Could each record be written out again exactly as it stands?
● ● ● ● ●
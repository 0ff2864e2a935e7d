//! Worksheet-level row streaming.

use crate::buffer::SpreadsheetBuffer;
use crate::config::StreamOptions;
use crate::row::{RowCell, RowCursor, RowWriter};
use crate::types::{Result, RowOptions, WriteError};
use crate::validation::validate_row;
use log::{debug, warn};
use tokio::io::{AsyncWrite, AsyncWriteExt};
use tokio_util::sync::CancellationToken;

/// Streams rows of one worksheet's `<sheetData>` into an async sink.
///
/// Rows are numbered from 1 and must be added in increasing order; gaps are
/// allowed through [`add_row_at`](Self::add_row_at). Once a write fails
/// part way through a row the stream is poisoned and every later call
/// returns [`WriteError::Poisoned`].
pub struct RowStream<W> {
    sink: W,
    buffer: SpreadsheetBuffer,
    cursor: RowCursor,
    next_row: u32,
    options: StreamOptions,
    cancel: CancellationToken,
    poisoned: bool,
}

impl<W: AsyncWrite + Unpin> RowStream<W> {
    pub fn new(sink: W, options: StreamOptions) -> Result<Self> {
        options.validate()?;
        let buffer = SpreadsheetBuffer::new(options.buffer_size)?;
        Ok(Self {
            sink,
            buffer,
            cursor: RowCursor::Idle,
            next_row: 1,
            options,
            cancel: CancellationToken::new(),
            poisoned: false,
        })
    }

    /// Cancelling `token` makes the next flush fail with
    /// [`WriteError::Cancelled`].
    pub fn with_cancellation(mut self, token: CancellationToken) -> Self {
        self.cancel = token;
        self
    }

    pub fn options(&self) -> &StreamOptions {
        &self.options
    }

    /// Row index the next [`add_row`](Self::add_row) will use.
    pub fn next_row_index(&self) -> u32 {
        self.next_row
    }

    pub fn is_poisoned(&self) -> bool {
        self.poisoned
    }

    /// Bytes committed but not yet handed to the sink.
    pub fn buffered_len(&self) -> usize {
        self.buffer.len()
    }

    pub async fn add_row<C: RowCell>(&mut self, cells: &[C]) -> Result<()> {
        self.add_row_at(self.next_row, cells, None).await
    }

    pub async fn add_row_with_options<C: RowCell>(
        &mut self,
        cells: &[C],
        options: &RowOptions,
    ) -> Result<()> {
        self.add_row_at(self.next_row, cells, Some(options)).await
    }

    /// Writes `cells` as row `row`, which may skip ahead of
    /// [`next_row_index`](Self::next_row_index) but never go back.
    pub async fn add_row_at<C: RowCell>(
        &mut self,
        row: u32,
        cells: &[C],
        options: Option<&RowOptions>,
    ) -> Result<()> {
        self.ensure_usable()?;
        validate_row(row, self.next_row, cells.len(), options)?;

        let result = self.write_row(row, cells, options).await;
        self.settle(result)?;
        self.next_row = row + 1;
        Ok(())
    }

    async fn write_row<C: RowCell>(
        &mut self,
        row: u32,
        cells: &[C],
        options: Option<&RowOptions>,
    ) -> Result<()> {
        let writer = RowWriter::<C>::new()
            .with_cell_references(self.options.write_cell_references)
            .with_date_style(self.options.date_style);

        if writer.try_write_row(&mut self.buffer, &mut self.cursor, cells, row, options) {
            return Ok(());
        }

        writer
            .write_row_async(
                &mut self.buffer,
                &mut self.cursor,
                cells,
                row,
                options,
                &mut self.sink,
                &self.cancel,
            )
            .await
    }

    /// Passes surrounding markup such as `<sheetData>` through the same
    /// buffer so it stays ordered with the rows.
    pub async fn write_fragment(&mut self, bytes: &[u8]) -> Result<()> {
        self.ensure_usable()?;
        let result = self.write_fragment_inner(bytes).await;
        self.settle(result)
    }

    async fn write_fragment_inner(&mut self, bytes: &[u8]) -> Result<()> {
        if self.buffer.try_write(bytes) {
            return Ok(());
        }
        self.buffer.flush_to(&mut self.sink, &self.cancel).await?;
        if self.buffer.try_write(bytes) {
            return Ok(());
        }

        if self.cancel.is_cancelled() {
            return Err(WriteError::Cancelled);
        }
        self.sink.write_all(bytes).await?;
        Ok(())
    }

    /// Hands everything buffered so far to the sink.
    pub async fn flush(&mut self) -> Result<()> {
        self.ensure_usable()?;
        let result = self.buffer.flush_to(&mut self.sink, &self.cancel).await;
        self.settle(result)
    }

    /// Flushes the buffer and the sink, then gives the sink back.
    pub async fn finish(mut self) -> Result<W> {
        self.flush().await?;
        let result = self.sink.flush().await.map_err(WriteError::from);
        self.settle(result)?;
        Ok(self.sink)
    }

    fn ensure_usable(&self) -> Result<()> {
        if self.poisoned {
            return Err(WriteError::Poisoned);
        }
        Ok(())
    }

    fn settle(&mut self, result: Result<()>) -> Result<()> {
        if let Err(err) = &result {
            self.poison(err);
        }
        result
    }

    fn poison(&mut self, err: &WriteError) {
        if matches!(err, WriteError::Cancelled) {
            warn!(
                "row stream cancelled, discarding {} buffered bytes",
                self.buffer.len()
            );
            self.buffer.clear();
        } else {
            debug!("row stream poisoned at row {}: {err}", self.next_row);
        }
        self.cursor = RowCursor::Idle;
        self.poisoned = true;
    }
}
● ● ● ● ●
[Result for this exercise]
repository 0ff2864e2a935e7d
//! Worksheet-level row streaming.

use crate::buffer::SpreadsheetBuffer;
use crate::config::StreamOptions;
use crate::row::{RowCell, RowCursor, RowWriter};
use crate::types::{Result, RowOptions, WriteError};
use crate::validation::validate_row;
use log::{debug, warn};
use tokio::io::{AsyncWrite, AsyncWriteExt};
use tokio_util::sync::CancellationToken;

/// Streams rows of one worksheet's `<sheetData>` into an async sink.
///
/// Rows are numbered from 1 and must be added in increasing order; gaps are
/// allowed through [`add_row_at`](Self::add_row_at). Once a write fails
/// part way through a row the stream is poisoned and every later call
/// returns [`WriteError::Poisoned`].
pub struct RowStream<W> {
    sink: W,
    buffer: SpreadsheetBuffer,
    cursor: RowCursor,
    next_row: u32,
    options: StreamOptions,
    cancel: CancellationToken,
    poisoned: bool,
}

impl<W: AsyncWrite + Unpin> RowStream<W> {
    pub fn new(sink: W, options: StreamOptions) -> Result<Self> {
        options.validate()?;
        let buffer = SpreadsheetBuffer::new(options.buffer_size)?;
        Ok(Self {
            sink,
            buffer,
            cursor: RowCursor::Idle,
            next_row: 1,
            options,
            cancel: CancellationToken::new(),
            poisoned: false,
        })
    }

    /// Cancelling `token` makes the next flush fail with
    /// [`WriteError::Cancelled`].
    pub fn with_cancellation(mut self, token: CancellationToken) -> Self {
        self.cancel = token;
        self
    }

    pub fn options(&self) -> &StreamOptions {
        &self.options
    }

    /// Row index the next [`add_row`](Self::add_row) will use.
    pub fn next_row_index(&self) -> u32 {
        self.next_row
    }

    pub fn is_poisoned(&self) -> bool {
        self.poisoned
    }

    /// Bytes committed but not yet handed to the sink.
    pub fn buffered_len(&self) -> usize {
        self.buffer.len()
    }

    pub async fn add_row<C: RowCell>(&mut self, cells: &[C]) -> Result<()> {
        self.add_row_at(self.next_row, cells, None).await
    }

    pub async fn add_row_with_options<C: RowCell>(
        &mut self,
        cells: &[C],
        options: &RowOptions,
    ) -> Result<()> {
        self.add_row_at(self.next_row, cells, Some(options)).await
    }

    /// Writes `cells` as row `row`, which may skip ahead of
    /// [`next_row_index`](Self::next_row_index) but never go back.
    pub async fn add_row_at<C: RowCell>(
        &mut self,
        row: u32,
        cells: &[C],
        options: Option<&RowOptions>,
    ) -> Result<()> {
        self.ensure_usable()?;
        validate_row(row, self.next_row, cells.len(), options)?;

        let result = self.write_row(row, cells, options).await;
        self.settle(result)?;
        self.next_row = row + 1;
        Ok(())
    }

    async fn write_row<C: RowCell>(
        &mut self,
        row: u32,
        cells: &[C],
        options: Option<&RowOptions>,
    ) -> Result<()> {
        let writer = RowWriter::<C>::new()
            .with_cell_references(self.options.write_cell_references)
            .with_date_style(self.options.date_style);

        if writer.try_write_row(&mut self.buffer, &mut self.cursor, cells, row, options) {
            return Ok(());
        }

        writer
            .write_row_async(
                &mut self.buffer,
                &mut self.cursor,
                cells,
                row,
                options,
                &mut self.sink,
                &self.cancel,
            )
            .await
    }

    /// Passes surrounding markup such as `<sheetData>` through the same
    /// buffer so it stays ordered with the rows.
    pub async fn write_fragment(&mut self, bytes: &[u8]) -> Result<()> {
        self.ensure_usable()?;
        let result = self.write_fragment_inner(bytes).await;
        self.settle(result)
    }

    async fn write_fragment_inner(&mut self, bytes: &[u8]) -> Result<()> {
        if self.buffer.try_write(bytes) {
            return Ok(());
        }
        self.buffer.flush_to(&mut self.sink, &self.cancel).await?;
        if self.buffer.try_write(bytes) {
            return Ok(());
        }

        if self.cancel.is_cancelled() {
            return Err(WriteError::Cancelled);
        }
        self.sink.write_all(bytes).await?;
        Ok(())
    }

    /// Hands everything buffered so far to the sink.
    pub async fn flush(&mut self) -> Result<()> {
        self.ensure_usable()?;
        let result = self.buffer.flush_to(&mut self.sink, &self.cancel).await;
        self.settle(result)
    }

    /// Flushes the buffer and the sink, then gives the sink back.
    pub async fn finish(mut self) -> Result<W> {
        self.flush().await?;
        let result = self.sink.flush().await.map_err(WriteError::from);
        self.settle(result)?;
        Ok(self.sink)
    }

    fn ensure_usable(&self) -> Result<()> {
        if self.poisoned {
            return Err(WriteError::Poisoned);
        }
        Ok(())
    }

    fn settle(&mut self, result: Result<()>) -> Result<()> {
        if let Err(err) = &result {
            self.poison(err);
        }
        result
    }

    fn poison(&mut self, err: &WriteError) {
        if matches!(err, WriteError::Cancelled) {
            warn!(
                "row stream cancelled, discarding {} buffered bytes",
                self.buffer.len()
            );
            self.buffer.clear();
        } else {
            debug!("row stream poisoned at row {}: {err}", self.next_row);
        }
        self.cursor = RowCursor::Idle;
        self.poisoned = true;
    }
}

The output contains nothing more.